If your model is a glTF file and has animations, like our Mech Drone by Willy Decarpentrie, you’ll see there are additional options. The first is a toggle that allows you to play or pause the animation. Below this is a slider that controls the speed of the animation. If your glTF model does not have animations, these options will be hidden.
OBJ models have different options, as they do not support animation. Instead, there are a number of buttons that are used to set different textures for your model. This is especially important if you don’t have a .mtl file with you model, in which case the textures will be unset, or if the textures load incorrectly. The “Load Albedo Texture” allows you to set a base color map for your model. “Load Specular Map” sets the specular channel, “Load Emission Map” sets the emission texture, and “Load Bump Map” sets the bump or normal map. Any of these textures can be removed by pressing the “Clear” button next to it’s load button. In addition, the intensity of the bump map can be altered by adjusting the “Bump Intensity” slider.
At any point, you can click the “Reset to Defaults” button to return all the sliders to their original position.
Lighting Settings adjust the overall visual presentation of your scene. The first toggle, “Use Backdrop,” creates a gray backdrop behind your object to allow for shadow casting. The slider beneath it moves the backdrop, where “0” sets it equal to your current focal point and “1” sets it all the way to the back. Note that, as you scroll, the backdrop will stay in the same place, but the value with change as you have changed the size of your visual scene.
Beneath the “Background” settings you’ll see a section called “Light Adjuster.” These sliders control the direction of the light in the scene. The first moves it from left to right, the second from beneath to above the model.
You can also adjust the intensity of your lighting in the “Light Intensity” section. The first slider changes the brightness of the directional light, the second the intensity of the ambient light, and the third alters the contrast. These are powerful tools to give your scene the right visual settings for your model.
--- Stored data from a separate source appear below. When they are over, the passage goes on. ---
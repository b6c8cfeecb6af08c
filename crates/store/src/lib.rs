//! Persistence and event hand-off for the clinic scheduling core.
//!
//! - [`AvailabilityStore`] and [`AppointmentStore`] persist the two aggregates
//!   and enforce their uniqueness invariants atomically with each write
//! - [`EventSink`] receives the domain events the services emit
//! - In-memory implementations for tests and single-node runs, PostgreSQL
//!   implementations for production

pub mod error;
pub mod event;
pub mod memory;
pub mod postgres;
pub mod sink;
pub mod store;

pub use error::{Result, StoreError};
pub use event::{EventEnvelope, EventId};
pub use memory::{InMemoryAppointmentStore, InMemoryAvailabilityStore, InMemoryEventSink};
pub use postgres::{
    PostgresAppointmentStore, PostgresAvailabilityStore, PostgresOutbox, run_migrations,
};
pub use sink::{EventSink, TracingEventSink};
pub use store::{AppointmentStore, AvailabilityStore};
//! Domain error types.

use store::StoreError;
use thiserror::Error;
use uuid::Uuid;

use crate::appointment::AppointmentError;
use crate::availability::AvailabilityError;

/// Coarse classification of a [`DomainError`], used by callers to pick a
/// response without matching every variant.
#[derive(Debug, Clone, Copy, PartialEq, Eq)]
pub enum ErrorKind {
    /// The request itself is malformed.
    Validation,
    /// The referenced record does not exist.
    NotFound,
    /// The request is well formed but clashes with current state.
    Conflict,
    /// Anything else: storage failures, corrupt data.
    Internal,
}

/// Errors that can occur during domain operations.
#[derive(Debug, Error)]
pub enum DomainError {
    /// An error raised by the availability manager.
    #[error("{0}")]
    Availability(AvailabilityError),

    /// An error raised by the appointment scheduler.
    #[error("{0}")]
    Appointment(AppointmentError),

    /// The referenced record does not exist.
    #[error("{entity} not found: {id}")]
    NotFound { entity: &'static str, id: Uuid },

    /// An error occurred in the underlying store.
    #[error("Store error: {0}")]
    Store(StoreError),
}

impl DomainError {
    /// Classifies the error.
    pub fn kind(&self) -> ErrorKind {
        match self {
            DomainError::Availability(e) if e.is_conflict() => ErrorKind::Conflict,
            DomainError::Appointment(e) if e.is_conflict() => ErrorKind::Conflict,
            DomainError::Availability(_) | DomainError::Appointment(_) => ErrorKind::Validation,
            DomainError::NotFound { .. } => ErrorKind::NotFound,
            DomainError::Store(_) => ErrorKind::Internal,
        }
    }

    /// Shorthand for a missing slot.
    pub fn slot_not_found(id: impl Into<Uuid>) -> Self {
        DomainError::NotFound {
            entity: "Slot",
            id: id.into(),
        }
    }

    /// Shorthand for a missing appointment.
    pub fn appointment_not_found(id: impl Into<Uuid>) -> Self {
        DomainError::NotFound {
            entity: "Appointment",
            id: id.into(),
        }
    }
}

impl From<AvailabilityError> for DomainError {
    fn from(e: AvailabilityError) -> Self {
        DomainError::Availability(e)
    }
}

impl From<AppointmentError> for DomainError {
    fn from(e: AppointmentError) -> Self {
        DomainError::Appointment(e)
    }
}

/// Store invariant violations become the matching domain conflicts, so a
/// write that lost a race reports the same error as one caught by a pre-check.
impl From<StoreError> for DomainError {
    fn from(e: StoreError) -> Self {
        match e {
            StoreError::SlotOverlap { doctor_id, day } => {
                AvailabilityError::Overlap { doctor_id, day }.into()
            }
            StoreError::DoubleBooking {
                doctor_id,
                date_time,
            } => AppointmentError::DoubleBooking {
                doctor_id,
                date_time,
            }
            .into(),
            StoreError::StatusConflict {
                expected, actual, ..
            } => AppointmentError::StatusChanged { expected, actual }.into(),
            StoreError::NotFound { entity, id } => DomainError::NotFound { entity, id },
            other => DomainError::Store(other),
        }
    }
}

#[cfg(test)]
mod tests {
    use super::*;
    use chrono::NaiveDate;
    use common::{DayOfWeek, DoctorId};

    #[test]
    fn store_conflicts_map_to_conflict_kind() {
        let overlap: DomainError = StoreError::SlotOverlap {
            doctor_id: DoctorId::new(),
            day: DayOfWeek::Monday,
        }
        .into();
        assert_eq!(overlap.kind(), ErrorKind::Conflict);

        let double_booking: DomainError = StoreError::DoubleBooking {
            doctor_id: DoctorId::new(),
            date_time: NaiveDate::from_ymd_opt(2025, 5, 5)
                .unwrap()
                .and_hms_opt(9, 0, 0)
                .unwrap(),
        }
        .into();
        assert_eq!(double_booking.kind(), ErrorKind::Conflict);
        assert!(matches!(
            double_booking,
            DomainError::Appointment(AppointmentError::DoubleBooking { .. })
        ));
    }

    #[test]
    fn store_not_found_keeps_entity() {
        let id = Uuid::new_v4();
        let err: DomainError = StoreError::NotFound {
            entity: "Slot",
            id,
        }
        .into();
        assert_eq!(err.kind(), ErrorKind::NotFound);
        assert_eq!(err.to_string(), format!("Slot not found: {id}"));
    }

    #[test]
    fn other_store_errors_are_internal() {
        let err: DomainError = StoreError::Decode("bad day".to_string()).into();
        assert_eq!(err.kind(), ErrorKind::Internal);
    }

    #[test]
    fn validation_errors_are_validation_kind() {
        let err: DomainError = AppointmentError::JustificationRequired.into();
        assert_eq!(err.kind(), ErrorKind::Validation);
    }
}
As with the Model Settings, you can press the “Reset to Defaults” button to reset all the values of the sliders to their default settings.
Finally, we have our “Quality Settings” tab which helps us make the app run better. If you’re on a lower-end computer, this will be especially helpful for you. The first section determines the quality of the 3D rendering in the Looking Glass by allowing you to toggle between graphics quality from High to Low. This will be the single greatest determinant of frame-rate, but also the visual quality of your scene.
Beneath this, you’ll see a slider for “Cursor Precision.” The lower the number here, the less accurate your 3D cursor will be in following the depth and the normal vector of the part of your model you are hovering over. However, lowering this accuracy may help improve performance.
The last setting is “Timeout” for model loading. This is the number of seconds the app will wait before cancelling a model import. If you are loading particularly complex models or are on a lower-end computer, you may want to increase this value to give your computer more time to process the data.
All of the settings under the “Quality Settings” tab will be stored by the app and set to your preferences each time you open it up, so if the first time you run the app your frame-rate is too low and you need to drop the quality settings, you won’t run into this issue the next time you open the Model Importer.
Congratulations! You’re now ready to view models on the Looking Glass Universal 3-D Model and Animation Importer!